Of course, there was no shortage of cases of female partisans and guerrillas, but the almost absolute protagonism was played by the Soviets, who were in the front line and have left many names for posterity as snipers or pilots, for example. The case of Mariya Oktyabrskaya is a bit special because she not only drove a tank but also paid for its manufacture with her own money. And all to avenge her husband’s death.
Her name was Mariya Vasilyevna Garagulia and she was born in Kiyat, a village in the Taurid governorate of Crimea, where she was born in 1905. Ukrainian, therefore. As one of more than ten children, her family could not live in abundance but neither in poverty, since they were kulaks (the highest stratum of the peasantry). This did not free them from being suspected of being resistant to the revolution and they had to submit to the collectivization law that Stalin enacted in January 1930 to redistribute their lands and surplus production.
There were some kulaks executed and others reinserted in work camps; Mariya’s family was given the intermediate destination, which was deportation. They escaped from the dreaded Siberia but ended up beyond the Urals, in a village in the Sverdlovsk Oblast called Bayanovka.
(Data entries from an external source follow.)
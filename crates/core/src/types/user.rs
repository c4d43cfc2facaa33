//! Authenticated API users.

use chrono::{DateTime, Utc};
use serde::{Deserialize, Serialize};

use super::id::UserId;
use super::status::UserRole;

const fn default_true() -> bool {
    true
}

/// A user account on the catalog API, as returned by the profile endpoint.
#[derive(Debug, Clone, PartialEq, Eq, Serialize, Deserialize)]
#[serde(rename_all = "camelCase")]
pub struct User {
    #[serde(alias = "_id")]
    pub id: UserId,
    #[serde(default)]
    pub name: String,
    pub email: String,
    #[serde(default)]
    pub role: UserRole,
    #[serde(default = "default_true")]
    pub is_active: bool,
    #[serde(default, skip_serializing_if = "Option::is_none")]
    pub last_login: Option<DateTime<Utc>>,
    #[serde(default, skip_serializing_if = "Option::is_none")]
    pub created_at: Option<DateTime<Utc>>,
    #[serde(default, skip_serializing_if = "Option::is_none")]
    pub updated_at: Option<DateTime<Utc>>,
}

impl User {
    /// Whether the user may administer the catalog.
    #[must_use]
    pub fn is_admin(&self) -> bool {
        self.role == UserRole::Admin
    }
}
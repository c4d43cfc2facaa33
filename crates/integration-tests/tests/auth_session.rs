//! Login and token revalidation against the mock catalog API.

#![allow(clippy::unwrap_used)]

use std::sync::Arc;

use secrecy::{ExposeSecret, SecretString};
use shapeshift_integration_tests::{MockCatalogApi, PASSWORD, TOKEN};
use shapeshift_storefront::api::{ApiClient, ApiConfig, ApiError};
use shapeshift_storefront::services::{AuthSession, SessionState};
use shapeshift_storefront::storage::{KeyValueStore, MemoryStore, keys};

fn session(api: &MockCatalogApi) -> (AuthSession, ApiClient, Arc<MemoryStore>) {
    let store = Arc::new(MemoryStore::new());
    let client = ApiClient::new(&ApiConfig::new(api.base_url().clone()), store.clone()).unwrap();
    (AuthSession::new(client.clone()), client, store)
}

fn password(value: &str) -> SecretString {
    SecretString::from(value.to_owned())
}

// =============================================================================
// Login
// =============================================================================

#[tokio::test]
async fn test_login_stores_token_and_user() {
    let api = MockCatalogApi::spawn().await;
    let (auth, _, store) = session(&api);

    let response = auth
        .login("admin@example.com", &password(PASSWORD))
        .await
        .unwrap();

    assert_eq!(response.token.expose_secret(), TOKEN);
    assert_eq!(
        response.refresh_token.unwrap().expose_secret(),
        "mock-refresh"
    );
    assert_eq!(response.user.unwrap().email, "admin@example.com");
    assert_eq!(store.get(keys::AUTH_TOKEN).as_deref(), Some(TOKEN));
    assert!(auth.has_token());
}

#[tokio::test]
async fn test_rejected_login_stores_nothing() {
    let api = MockCatalogApi::spawn().await;
    let (auth, _, store) = session(&api);

    let err = auth
        .login("admin@example.com", &password("wrong"))
        .await
        .unwrap_err();

    assert!(err.is_auth_failure());
    assert_eq!(err.to_string(), "Invalid credentials");
    assert!(store.get(keys::AUTH_TOKEN).is_none());
}

#[tokio::test]
async fn test_logout_clears_token() {
    let api = MockCatalogApi::spawn().await;
    let (auth, _, _) = session(&api);
    auth.login("admin@example.com", &password(PASSWORD))
        .await
        .unwrap();

    auth.logout();
    assert!(!auth.has_token());
    assert_eq!(auth.revalidate().await, SessionState::LoggedOut);
}

// =============================================================================
// Revalidation
// =============================================================================

#[tokio::test]
async fn test_revalidate_without_token_skips_request() {
    let api = MockCatalogApi::spawn().await;
    let (auth, _, _) = session(&api);

    assert_eq!(auth.revalidate().await, SessionState::LoggedOut);
    assert_eq!(api.count("GET /api/v1/auth/profile"), 0);
}

#[tokio::test]
async fn test_revalidate_valid_token() {
    let api = MockCatalogApi::spawn().await;
    let (auth, _, _) = session(&api);
    auth.login("admin@example.com", &password(PASSWORD))
        .await
        .unwrap();

    let state = auth.revalidate().await;
    let user = state.user().unwrap();
    assert!(user.is_admin());
    assert_eq!(api.count("GET /api/v1/auth/profile"), 1);
}

#[tokio::test]
async fn test_revalidate_rejected_token_logs_out() {
    let api = MockCatalogApi::spawn().await;
    let (auth, client, _) = session(&api);
    client.set_token(Some(&password("stale-token")));

    assert_eq!(auth.revalidate().await, SessionState::LoggedOut);
    assert!(!auth.has_token());
}

#[tokio::test]
async fn test_revalidate_server_error_keeps_token() {
    let api = MockCatalogApi::spawn().await;
    let (auth, _, store) = session(&api);
    auth.login("admin@example.com", &password(PASSWORD))
        .await
        .unwrap();
    api.with_data(|data| data.profile_status = 500);

    assert_eq!(auth.revalidate().await, SessionState::Offline);
    assert_eq!(store.get(keys::AUTH_TOKEN).as_deref(), Some(TOKEN));
}

#[tokio::test]
async fn test_revalidate_forbidden_logs_out() {
    let api = MockCatalogApi::spawn().await;
    let (auth, _, _) = session(&api);
    auth.login("admin@example.com", &password(PASSWORD))
        .await
        .unwrap();
    api.with_data(|data| data.profile_status = 403);

    assert_eq!(auth.revalidate().await, SessionState::LoggedOut);
    assert!(!auth.has_token());
}

#[tokio::test]
async fn test_unreachable_server_is_offline() {
    let store = Arc::new(MemoryStore::new());
    // Nothing listens on the discard port.
    let config = ApiConfig::new("http://127.0.0.1:9/api/v1".parse().unwrap());
    let client = ApiClient::new(&config, store).unwrap();
    client.set_token(Some(&password(TOKEN)));
    let auth = AuthSession::new(client);

    assert_eq!(auth.revalidate().await, SessionState::Offline);
    assert!(auth.has_token());
}

#[tokio::test]
async fn test_profile_requires_token() {
    let api = MockCatalogApi::spawn().await;
    let (_, client, _) = session(&api);

    assert!(matches!(client.profile().await, Err(ApiError::MissingToken)));
    assert!(api.requests().is_empty());
}
//! Unified error handling with Sentry integration.
//!
//! Provides a unified `AppError` type that captures errors to Sentry before
//! responding to the client. All route handlers should return `Result<T, AppError>`.
//! Error bodies are JSON: `{"error": "<message>"}`.

use axum::{
    Json,
    http::StatusCode,
    response::{IntoResponse, Response},
};
use serde_json::json;
use shapeshift_core::AddressError;
use thiserror::Error;

use crate::api::ApiError;
use crate::catalog::CatalogError;
use crate::checkout::CheckoutError;
use crate::services::CatalogServiceError;

/// Application-level error type for the storefront.
#[derive(Debug, Error)]
pub enum AppError {
    /// Upstream catalog API call failed.
    #[error("Catalog API error: {0}")]
    Api(#[from] ApiError),

    /// Catalog rule violated.
    #[error("{0}")]
    Catalog(#[from] CatalogError),

    /// Checkout could not proceed.
    #[error("{0}")]
    Checkout(#[from] CheckoutError),

    /// Address form or dialog action rejected.
    #[error("{0}")]
    Address(#[from] AddressError),

    /// Resource not found.
    #[error("Not found: {0}")]
    NotFound(String),

    /// Bad request from client.
    #[error("Bad request: {0}")]
    BadRequest(String),

    /// Internal server error.
    #[error("Internal error: {0}")]
    Internal(String),
}

impl From<CatalogServiceError> for AppError {
    fn from(err: CatalogServiceError) -> Self {
        match err {
            CatalogServiceError::Api(e) => Self::Api(e),
            CatalogServiceError::Catalog(e) => Self::Catalog(e),
        }
    }
}

impl AppError {
    fn status(&self) -> StatusCode {
        match self {
            Self::Api(err) => match err {
                ApiError::NotFound(_) => StatusCode::NOT_FOUND,
                ApiError::MissingToken => StatusCode::UNAUTHORIZED,
                ApiError::Status { status: 404, .. } => StatusCode::NOT_FOUND,
                e if e.is_auth_failure() => StatusCode::UNAUTHORIZED,
                _ => StatusCode::BAD_GATEWAY,
            },
            Self::Checkout(CheckoutError::InvalidHandoffUrl(_)) | Self::Internal(_) => {
                StatusCode::INTERNAL_SERVER_ERROR
            }
            Self::Catalog(_) | Self::Checkout(_) | Self::Address(_) | Self::BadRequest(_) => {
                StatusCode::BAD_REQUEST
            }
            Self::NotFound(_) => StatusCode::NOT_FOUND,
        }
    }
}

impl IntoResponse for AppError {
    fn into_response(self) -> Response {
        let status = self.status();

        // Capture server errors to Sentry
        if status.is_server_error() {
            let event_id = sentry::capture_error(&self);
            tracing::error!(
                error = %self,
                sentry_event_id = %event_id,
                "Request error"
            );
        }

        // Don't expose internal error details to clients
        let message = match status {
            StatusCode::INTERNAL_SERVER_ERROR => "Internal server error".to_string(),
            StatusCode::BAD_GATEWAY => "External service error".to_string(),
            StatusCode::UNAUTHORIZED => "Not logged in".to_string(),
            _ => self.to_string(),
        };

        (status, Json(json!({ "error": message }))).into_response()
    }
}

/// Result type alias for `AppError`.
pub type Result<T> = std::result::Result<T, AppError>;

/// Add a breadcrumb for shopper actions.
///
/// Breadcrumbs appear in Sentry error reports to show the trail of actions
/// leading up to an error.
///
/// # Example
///
/// ```rust,ignore
/// add_breadcrumb("cart", "Added to cart", Some(&[("product_id", "clean-whey-mango")]));
/// ```
pub fn add_breadcrumb(category: &str, message: &str, data: Option<&[(&str, &str)]>) {
    let mut breadcrumb = sentry::Breadcrumb {
        category: Some(category.to_string()),
        message: Some(message.to_string()),
        level: sentry::Level::Info,
        ..Default::default()
    };

    if let Some(pairs) = data {
        for (key, value) in pairs {
            breadcrumb.data.insert(
                (*key).to_string(),
                serde_json::Value::String((*value).to_string()),
            );
        }
    }

    sentry::add_breadcrumb(breadcrumb);
}

#[cfg(test)]
mod tests {
    use shapeshift_core::AddressField;

    use super::*;

    fn get_status(err: AppError) -> StatusCode {
        err.into_response().status()
    }

    #[test]
    fn test_app_error_display() {
        let err = AppError::NotFound("product-123".to_string());
        assert_eq!(err.to_string(), "Not found: product-123");

        let err = AppError::from(AddressError::MissingField(AddressField::Pincode));
        assert_eq!(err.to_string(), "pincode is required");
    }

    #[test]
    fn test_app_error_status_codes() {
        assert_eq!(
            get_status(AppError::NotFound("test".to_string())),
            StatusCode::NOT_FOUND
        );
        assert_eq!(
            get_status(AppError::BadRequest("test".to_string())),
            StatusCode::BAD_REQUEST
        );
        assert_eq!(
            get_status(CheckoutError::EmptyCart.into()),
            StatusCode::BAD_REQUEST
        );
        assert_eq!(
            get_status(CatalogError::WildcardCategory.into()),
            StatusCode::BAD_REQUEST
        );
        assert_eq!(
            get_status(AppError::Internal("test".to_string())),
            StatusCode::INTERNAL_SERVER_ERROR
        );
    }

    #[test]
    fn test_upstream_status_mapping() {
        let upstream = |status| ApiError::Status {
            status,
            message: "upstream".to_string(),
        };
        assert_eq!(get_status(upstream(404).into()), StatusCode::NOT_FOUND);
        assert_eq!(get_status(upstream(401).into()), StatusCode::UNAUTHORIZED);
        assert_eq!(get_status(upstream(500).into()), StatusCode::BAD_GATEWAY);
        assert_eq!(
            get_status(ApiError::MissingToken.into()),
            StatusCode::UNAUTHORIZED
        );
    }
}
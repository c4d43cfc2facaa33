//! Login, profile and password endpoints.

use reqwest::Method;
use secrecy::{ExposeSecret, SecretString};
use serde_json::{Value, json};
use shapeshift_core::User;
use tracing::instrument;

use super::{ApiClient, ApiError};
use crate::normalize::parse_record;

/// Where different API versions put the token, in lookup order.
const TOKEN_PATHS: [&[&str]; 6] = [
    &["token"],
    &["data", "token"],
    &["accessToken"],
    &["data", "accessToken"],
    &["authToken"],
    &["data", "authToken"],
];

/// Result of a successful login.
#[derive(Debug)]
pub struct LoginResponse {
    pub token: SecretString,
    pub refresh_token: Option<SecretString>,
    pub user: Option<User>,
}

fn lookup<'a>(value: &'a Value, path: &[&str]) -> Option<&'a Value> {
    path.iter().try_fold(value, |v, key| v.get(key))
}

fn non_empty_str<'a>(value: &'a Value, path: &[&str]) -> Option<&'a str> {
    lookup(value, path)
        .and_then(Value::as_str)
        .filter(|s| !s.is_empty())
}

/// Find the token wherever the server put it.
fn extract_token(response: &Value) -> Option<SecretString> {
    TOKEN_PATHS
        .iter()
        .find_map(|path| non_empty_str(response, path))
        .map(SecretString::from)
}

/// `user` or `data.user`.
fn extract_user(response: &Value) -> Option<User> {
    lookup(response, &["user"])
        .or_else(|| lookup(response, &["data", "user"]))
        .cloned()
        .and_then(parse_record)
}

impl ApiClient {
    /// Log in and store the returned token.
    ///
    /// # Errors
    ///
    /// Returns [`ApiError::MissingToken`] if the response carries no token,
    /// or an error if the request fails.
    #[instrument(skip(self, password))]
    pub async fn login(
        &self,
        email: &str,
        password: &SecretString,
    ) -> Result<LoginResponse, ApiError> {
        let url = self.url(&["auth", "login"])?;
        let body = json!({"email": email, "password": password.expose_secret()});
        let response = Self::send(self.request(Method::POST, url, false).json(&body)).await?;

        let token = extract_token(&response).ok_or(ApiError::MissingToken)?;
        self.set_token(Some(&token));
        tracing::info!("Logged in");

        let refresh_token = non_empty_str(&response, &["refreshToken"])
            .or_else(|| non_empty_str(&response, &["data", "refreshToken"]))
            .map(SecretString::from);

        Ok(LoginResponse {
            token,
            refresh_token,
            user: extract_user(&response),
        })
    }

    /// Fetch the logged-in user's profile.
    ///
    /// # Errors
    ///
    /// Returns [`ApiError::MissingToken`] without a network call when no
    /// token is stored, [`ApiError::NotFound`] when the response has no
    /// user, or an error if the request fails.
    #[instrument(skip(self))]
    pub async fn profile(&self) -> Result<User, ApiError> {
        if self.token().is_none() {
            return Err(ApiError::MissingToken);
        }
        let url = self.url(&["auth", "profile"])?;
        let response = Self::send(self.request(Method::GET, url, true)).await?;
        extract_user(&response).ok_or_else(|| ApiError::NotFound("user profile".to_owned()))
    }

    /// Change the logged-in user's password. Returns the server's message.
    ///
    /// # Errors
    ///
    /// Returns [`ApiError::MissingToken`] when no token is stored, or an
    /// error if the request fails.
    #[instrument(skip_all)]
    pub async fn change_password(
        &self,
        current: &SecretString,
        new: &SecretString,
    ) -> Result<String, ApiError> {
        if self.token().is_none() {
            return Err(ApiError::MissingToken);
        }
        let url = self.url(&["auth", "change-password"])?;
        let body = json!({
            "currentPassword": current.expose_secret(),
            "newPassword": new.expose_secret(),
        });
        let response = Self::send(self.request(Method::PUT, url, true).json(&body)).await?;
        Ok(non_empty_str(&response, &["message"])
            .unwrap_or("Password changed")
            .to_owned())
    }

    /// Forget the stored token. There is no server-side session to end.
    pub fn logout(&self) {
        self.set_token(None);
        tracing::info!("Logged out");
    }
}
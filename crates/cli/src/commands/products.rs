//! Product commands.
//!
//! # Usage
//!
//! ```bash
//! shapeshift-cli products list --search whey --category protein
//! shapeshift-cli products show clean-whey-mango
//! shapeshift-cli products create --name "Clean Whey" --category protein \
//!     --price 6229 --mrp 7499 --discount 17 --brand ShapeShift --tag bestseller
//! shapeshift-cli products set-active clean-whey-mango false
//! shapeshift-cli products delete clean-whey-mango
//! ```

use rust_decimal::Decimal;
use shapeshift_core::{
    CategoryId, Image, Price, Product, ProductId, ProductInput, ProductPatch, SortOrder,
};
use shapeshift_storefront::api::ProductQuery;
use tracing::info;

use super::{CliError, client};
use crate::output;

/// Listing filters.
#[derive(Debug, Clone, Default)]
pub struct ListArgs {
    pub search: Option<String>,
    pub category: Option<String>,
    pub page: Option<u32>,
    pub limit: Option<u32>,
    pub ascending: bool,
    pub json: bool,
}

impl ListArgs {
    fn to_query(&self) -> ProductQuery {
        let defaults = ProductQuery::default();
        ProductQuery {
            page: self.page.unwrap_or(defaults.page),
            limit: self.limit.unwrap_or(defaults.limit),
            search: self.search.clone(),
            category: self.category.as_deref().map(CategoryId::from),
            sort_order: if self.ascending {
                SortOrder::Asc
            } else {
                SortOrder::Desc
            },
            ..defaults
        }
    }
}

/// Fields for a new product.
#[derive(Debug, Clone)]
pub struct CreateArgs {
    pub name: String,
    pub category: String,
    pub price: Decimal,
    pub mrp: Option<Decimal>,
    pub discount: Option<Decimal>,
    pub brand: Option<String>,
    pub description: Option<String>,
    pub tags: Vec<String>,
    pub images: Vec<String>,
    pub inactive: bool,
}

impl CreateArgs {
    /// Build the API payload. MRP defaults to the price.
    ///
    /// # Errors
    ///
    /// Returns an error for a blank name or negative amounts.
    fn into_input(self) -> Result<ProductInput, CliError> {
        if self.name.trim().is_empty() {
            return Err(CliError::Invalid("product name is required".to_string()));
        }
        let mrp = self.mrp.unwrap_or(self.price);
        if self.price.is_sign_negative() || mrp.is_sign_negative() {
            return Err(CliError::Invalid("prices cannot be negative".to_string()));
        }

        Ok(ProductInput {
            name: self.name.trim().to_owned(),
            description: self.description.unwrap_or_default(),
            mrp: Price::new(mrp),
            price: Price::new(self.price),
            discount_percent: self.discount,
            category: CategoryId::from(self.category.trim()),
            brand: self.brand,
            images: self.images.iter().map(|url| Image::from(url.as_str())).collect(),
            variants: Vec::new(),
            specifications: std::collections::BTreeMap::new(),
            tags: self.tags,
            is_active: Some(!self.inactive),
        })
    }
}

fn print_products(products: &[Product], json: bool) -> Result<(), CliError> {
    if json {
        return output::json(products);
    }
    if products.is_empty() {
        output::line("No products");
    }
    for product in products {
        output::line(&output::product_row(product));
    }
    Ok(())
}

/// List products.
///
/// # Errors
///
/// Returns an error if the API request fails.
pub async fn list(args: &ListArgs) -> Result<(), CliError> {
    let products = client()?.list_products(&args.to_query()).await?;
    print_products(&products, args.json)
}

/// Show one product as JSON.
///
/// # Errors
///
/// Returns an error if the product does not exist or the request fails.
pub async fn show(id: &str) -> Result<(), CliError> {
    let product = client()?.get_product(&ProductId::from(id)).await?;
    output::json(&product)
}

/// Create a product.
///
/// # Errors
///
/// Returns an error for invalid arguments or if the API rejects the product.
pub async fn create(args: CreateArgs) -> Result<(), CliError> {
    let input = args.into_input()?;
    let product = client()?.create_product(&input).await?;
    info!(id = %product.id, name = %product.name, "Product created");
    output::line(product.id.as_str());
    Ok(())
}

/// Delete a product.
///
/// # Errors
///
/// Returns an error if the request fails.
pub async fn delete(id: &str) -> Result<(), CliError> {
    client()?.delete_product(&ProductId::from(id)).await?;
    info!(id, "Product deleted");
    Ok(())
}

/// Show or hide a product in the storefront.
///
/// # Errors
///
/// Returns an error if the request fails.
pub async fn set_active(id: &str, active: bool) -> Result<(), CliError> {
    let patch = ProductPatch {
        is_active: Some(active),
        ..ProductPatch::default()
    };
    let product = client()?.update_product(&ProductId::from(id), &patch).await?;
    info!(id = %product.id, active = product.is_active, "Product updated");
    Ok(())
}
However, she did not have to make that long journey because by then, since 1925, she was already married to Ilya Phaedotovich Riyadnenko, a cavalry officer, and they agreed together to adopt the name Oktyabrskaya (October, an allusion to the Oktyabrskaya Revolyutsiya or October Revolution).
Since she was young she had left the farm, living first in Sevastopol and then in Dhzankoy, to work in a cannery or as a telephone operator without ever losing her characteristic elegance. Her husband’s profession forced her to leave the stable working world to follow him in the various assignments around Crimea.
In contact with that barracks world, Mariya learned to drive, to practice first aid and even to use various weapons, while at the same time integrating herself into the corresponding military wives’ council that formed each unit: “Marry a military man and you will serve in the army; being an officer’s wife is not only a proud woman, but also a responsible one,” she once said.
In the summer of 1940, Ilya was appointed commissar of the 134th Howitzer Regiment, stationed in Chisinau (the capital of Moldova), because at that time the Soviet Union took Bessarabia (a region that encompassed Moldova and part of the Ukraine) from Romania, as well as northern Bukovina (the northeastern part of the Carpathians), taking advantage of the fact that the world’s attention was focused on the fall of France. About a year later, World War II took a turn with Operation Barbarossa, the invasion of the USSR by the Germans, initiating what the Soviets called the Great Patriotic War.
Mariya was evacuated to Tomsk (Siberia) together with her sister, other relatives and the wives of the officers. There she resumed her activity as a telephone operator until in 1943, after almost two years without news of her husband, she received a terrible explanation: Ilya, who had been transferred to the 206th Rifle Division, had been shot down by a machine-gun blast while leading a charge near Kiev, in August 1941. Suddenly, life was changing radically for this woman, and she was to be in charge of intensifying this transformation.
The first thing she tried was to volunteer to go to the front, but she was rejected for two strong reasons: on the one hand, she was already thirty-eight years old; on the other, she was suffering from tuberculosis. She did not resign herself and had an idea as unheard of as it was daring. In a personal interpretation of the government’s fund-raising campaign, Mariya and her sister sold all their possessions and worked for several months as embroiderers to raise fifty thousand rubles to pay for a tank; a remarkable figure considering that the average salary was two hundred rubles.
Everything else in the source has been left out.